What the task requires. Copy all lines in the data that contain the string "chain".

Records to process.
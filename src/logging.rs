//! # Structured Logging Module
//!
//! Environment-aware structured logging for the dispatch pipeline. Handler
//! failures are only ever reported through here, so the error helpers always
//! carry the record identity and the full error chain.

use crate::config::{LogFormat, ProcessorConfig};
use crate::orchestration::types::{BatchSummary, DispatchPhase};
use chrono::Utc;
use std::io::IsTerminal;
use std::sync::OnceLock;
use tracing_subscriber::{fmt, layer::SubscriberExt, util::SubscriberInitExt, EnvFilter, Layer};

static LOGGER_INITIALIZED: OnceLock<()> = OnceLock::new();

/// Initialize structured logging from the processor configuration.
///
/// Safe to call more than once; only the first call installs a subscriber,
/// and an already installed global subscriber is left in place.
pub fn init_structured_logging(config: &ProcessorConfig) {
    LOGGER_INITIALIZED.get_or_init(|| {
        let log_level = config.effective_log_level();
        let filter = EnvFilter::try_from_default_env()
            .unwrap_or_else(|_| EnvFilter::new(log_level.clone()));

        let layer = match config.log_format {
            LogFormat::Json => fmt::layer()
                .json()
                .with_target(true)
                .with_thread_ids(true)
                .with_current_span(true)
                .boxed(),
            LogFormat::Pretty => fmt::layer()
                .with_target(true)
                .with_thread_ids(true)
                .with_level(true)
                .with_ansi(std::io::stderr().is_terminal())
                .with_writer(std::io::stderr)
                .boxed(),
        };

        if tracing_subscriber::registry()
            .with(filter)
            .with(layer)
            .try_init()
            .is_err()
        {
            tracing::debug!("Global tracing subscriber already initialized, keeping it");
        }

        tracing::info!(
            environment = %config.environment,
            log_level = %log_level,
            log_format = ?config.log_format,
            "🔧 STRUCTURED LOGGING: Initialized"
        );
    });
}

/// Get current environment from environment variables
pub fn get_environment() -> String {
    std::env::var("STREAM_DISPATCH_ENV")
        .or_else(|_| std::env::var("APP_ENV"))
        .unwrap_or_else(|_| "development".to_string())
}

/// Get log level based on environment
pub fn get_log_level(environment: &str) -> String {
    match environment {
        "test" => "debug".to_string(),
        "development" => "debug".to_string(),
        "production" => "info".to_string(),
        _ => "debug".to_string(),
    }
}

/// Log structured data for record dispatch operations
pub fn log_record_operation(
    operation: &str,
    event_kind: &str,
    partition_key: &str,
    sort_key: &str,
    handler: Option<&str>,
    status: &str,
) {
    tracing::info!(
        operation = %operation,
        event_kind = %event_kind,
        partition_key = %partition_key,
        sort_key = %sort_key,
        handler = handler,
        status = %status,
        timestamp = %Utc::now().to_rfc3339(),
        "📋 RECORD_OPERATION"
    );
}

/// Log a failed handler invocation with its full error chain
pub fn log_handler_error(
    phase: DispatchPhase,
    handler: &str,
    event_kind: &str,
    partition_key: &str,
    sort_key: &str,
    error: &anyhow::Error,
) {
    tracing::error!(
        operation = %phase,
        handler = %handler,
        event_kind = %event_kind,
        partition_key = %partition_key,
        sort_key = %sort_key,
        error = ?error,
        timestamp = %Utc::now().to_rfc3339(),
        "❌ HANDLER_ERROR"
    );
}

/// Log the outcome of a processed batch
pub fn log_batch_summary(summary: &BatchSummary) {
    let has_failures = !summary.is_clean();
    if has_failures {
        tracing::warn!(
            batch_id = %summary.batch_id,
            records = summary.record_count,
            invocations = summary.handler_invocations,
            failures = summary.failure_count(),
            duration_ms = summary.duration_ms(),
            "📦 BATCH_COMPLETE with handler failures"
        );
    } else {
        tracing::info!(
            batch_id = %summary.batch_id,
            records = summary.record_count,
            invocations = summary.handler_invocations,
            duration_ms = summary.duration_ms(),
            "📦 BATCH_COMPLETE"
        );
    }
}

#[cfg(test)]
mod tests {
    use super::*;

    #[test]
    fn test_environment_detection() {
        std::env::set_var("STREAM_DISPATCH_ENV", "test_override");
        let env = get_environment();
        assert_eq!(env, "test_override");
        std::env::remove_var("STREAM_DISPATCH_ENV");
    }

    #[test]
    fn test_log_level_mapping() {
        assert_eq!(get_log_level("test"), "debug");
        assert_eq!(get_log_level("development"), "debug");
        assert_eq!(get_log_level("production"), "info");
        assert_eq!(get_log_level("unknown"), "debug");
    }

    #[test]
    fn test_init_is_idempotent() {
        let config = ProcessorConfig::default();
        init_structured_logging(&config);
        init_structured_logging(&config);
        assert!(LOGGER_INITIALIZED.get().is_some());
    }
}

Response area.
//! carry the record identity and the full error chain.
/// Log a failed handler invocation with its full error chain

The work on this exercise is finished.